▶ [PROBLEM DETAILS]
The whole answer is the data below, retyped exactly.

▶ [Stored items]

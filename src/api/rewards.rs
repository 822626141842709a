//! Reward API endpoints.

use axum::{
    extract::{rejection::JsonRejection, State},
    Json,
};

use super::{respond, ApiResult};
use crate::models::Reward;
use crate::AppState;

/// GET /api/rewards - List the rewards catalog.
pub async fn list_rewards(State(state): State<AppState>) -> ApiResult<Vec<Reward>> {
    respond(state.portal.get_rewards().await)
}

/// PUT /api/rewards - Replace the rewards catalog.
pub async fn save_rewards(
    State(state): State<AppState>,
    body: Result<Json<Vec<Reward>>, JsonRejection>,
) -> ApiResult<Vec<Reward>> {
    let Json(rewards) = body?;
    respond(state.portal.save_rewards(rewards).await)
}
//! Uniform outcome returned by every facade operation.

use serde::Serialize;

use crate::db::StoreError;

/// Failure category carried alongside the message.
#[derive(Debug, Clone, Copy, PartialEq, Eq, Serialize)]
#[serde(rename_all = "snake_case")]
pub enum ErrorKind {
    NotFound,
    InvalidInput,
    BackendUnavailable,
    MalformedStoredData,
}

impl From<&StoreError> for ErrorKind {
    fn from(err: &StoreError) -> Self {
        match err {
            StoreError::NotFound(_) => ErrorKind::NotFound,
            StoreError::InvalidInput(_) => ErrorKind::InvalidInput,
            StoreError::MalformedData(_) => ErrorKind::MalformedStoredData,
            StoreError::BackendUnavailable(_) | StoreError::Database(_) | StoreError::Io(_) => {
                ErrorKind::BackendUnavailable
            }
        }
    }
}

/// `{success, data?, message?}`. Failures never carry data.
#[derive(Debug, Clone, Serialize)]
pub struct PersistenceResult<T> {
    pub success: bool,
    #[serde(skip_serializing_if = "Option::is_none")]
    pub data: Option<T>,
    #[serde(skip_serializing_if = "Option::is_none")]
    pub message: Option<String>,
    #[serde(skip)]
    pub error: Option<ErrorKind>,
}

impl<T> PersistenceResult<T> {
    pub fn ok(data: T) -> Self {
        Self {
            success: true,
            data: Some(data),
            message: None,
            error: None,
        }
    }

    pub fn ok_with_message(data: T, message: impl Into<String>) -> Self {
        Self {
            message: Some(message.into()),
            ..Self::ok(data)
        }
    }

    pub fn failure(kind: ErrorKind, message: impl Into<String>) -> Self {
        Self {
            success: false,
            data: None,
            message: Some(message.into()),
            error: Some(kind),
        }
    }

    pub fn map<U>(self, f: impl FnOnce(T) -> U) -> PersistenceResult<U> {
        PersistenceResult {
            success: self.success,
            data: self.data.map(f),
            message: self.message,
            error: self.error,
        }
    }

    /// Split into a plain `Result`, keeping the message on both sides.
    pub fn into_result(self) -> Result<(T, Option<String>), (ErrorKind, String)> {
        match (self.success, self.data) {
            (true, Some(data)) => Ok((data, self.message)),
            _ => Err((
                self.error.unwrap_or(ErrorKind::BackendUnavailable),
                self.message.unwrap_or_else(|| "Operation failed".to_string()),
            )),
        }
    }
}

▶ [SOLVED EXERCISE]
filename src/api/rewards.rs
repository 822626141842709a
//! Reward API endpoints.

use axum::{
    extract::{rejection::JsonRejection, State},
    Json,
};

use super::{respond, ApiResult};
use crate::models::Reward;
use crate::AppState;

/// GET /api/rewards - List the rewards catalog.
pub async fn list_rewards(State(state): State<AppState>) -> ApiResult<Vec<Reward>> {
    respond(state.portal.get_rewards().await)
}

/// PUT /api/rewards - Replace the rewards catalog.
pub async fn save_rewards(
    State(state): State<AppState>,
    body: Result<Json<Vec<Reward>>, JsonRejection>,
) -> ApiResult<Vec<Reward>> {
    let Json(rewards) = body?;
    respond(state.portal.save_rewards(rewards).await)
}
//! Uniform outcome returned by every facade operation.

use serde::Serialize;

use crate::db::StoreError;

/// Failure category carried alongside the message.
#[derive(Debug, Clone, Copy, PartialEq, Eq, Serialize)]
#[serde(rename_all = "snake_case")]
pub enum ErrorKind {
    NotFound,
    InvalidInput,
    BackendUnavailable,
    MalformedStoredData,
}

impl From<&StoreError> for ErrorKind {
    fn from(err: &StoreError) -> Self {
        match err {
            StoreError::NotFound(_) => ErrorKind::NotFound,
            StoreError::InvalidInput(_) => ErrorKind::InvalidInput,
            StoreError::MalformedData(_) => ErrorKind::MalformedStoredData,
            StoreError::BackendUnavailable(_) | StoreError::Database(_) | StoreError::Io(_) => {
                ErrorKind::BackendUnavailable
            }
        }
    }
}

/// `{success, data?, message?}`. Failures never carry data.
#[derive(Debug, Clone, Serialize)]
pub struct PersistenceResult<T> {
    pub success: bool,
    #[serde(skip_serializing_if = "Option::is_none")]
    pub data: Option<T>,
    #[serde(skip_serializing_if = "Option::is_none")]
    pub message: Option<String>,
    #[serde(skip)]
    pub error: Option<ErrorKind>,
}

impl<T> PersistenceResult<T> {
    pub fn ok(data: T) -> Self {
        Self {
            success: true,
            data: Some(data),
            message: None,
            error: None,
        }
    }

    pub fn ok_with_message(data: T, message: impl Into<String>) -> Self {
        Self {
            message: Some(message.into()),
            ..Self::ok(data)
        }
    }

    pub fn failure(kind: ErrorKind, message: impl Into<String>) -> Self {
        Self {
            success: false,
            data: None,
            message: Some(message.into()),
            error: Some(kind),
        }
    }

    pub fn map<U>(self, f: impl FnOnce(T) -> U) -> PersistenceResult<U> {
        PersistenceResult {
            success: self.success,
            data: self.data.map(f),
            message: self.message,
            error: self.error,
        }
    }

    /// Split into a plain `Result`, keeping the message on both sides.
    pub fn into_result(self) -> Result<(T, Option<String>), (ErrorKind, String)> {
        match (self.success, self.data) {
            (true, Some(data)) => Ok((data, self.message)),
            _ => Err((
                self.error.unwrap_or(ErrorKind::BackendUnavailable),
                self.message.unwrap_or_else(|| "Operation failed".to_string()),
            )),
        }
    }
}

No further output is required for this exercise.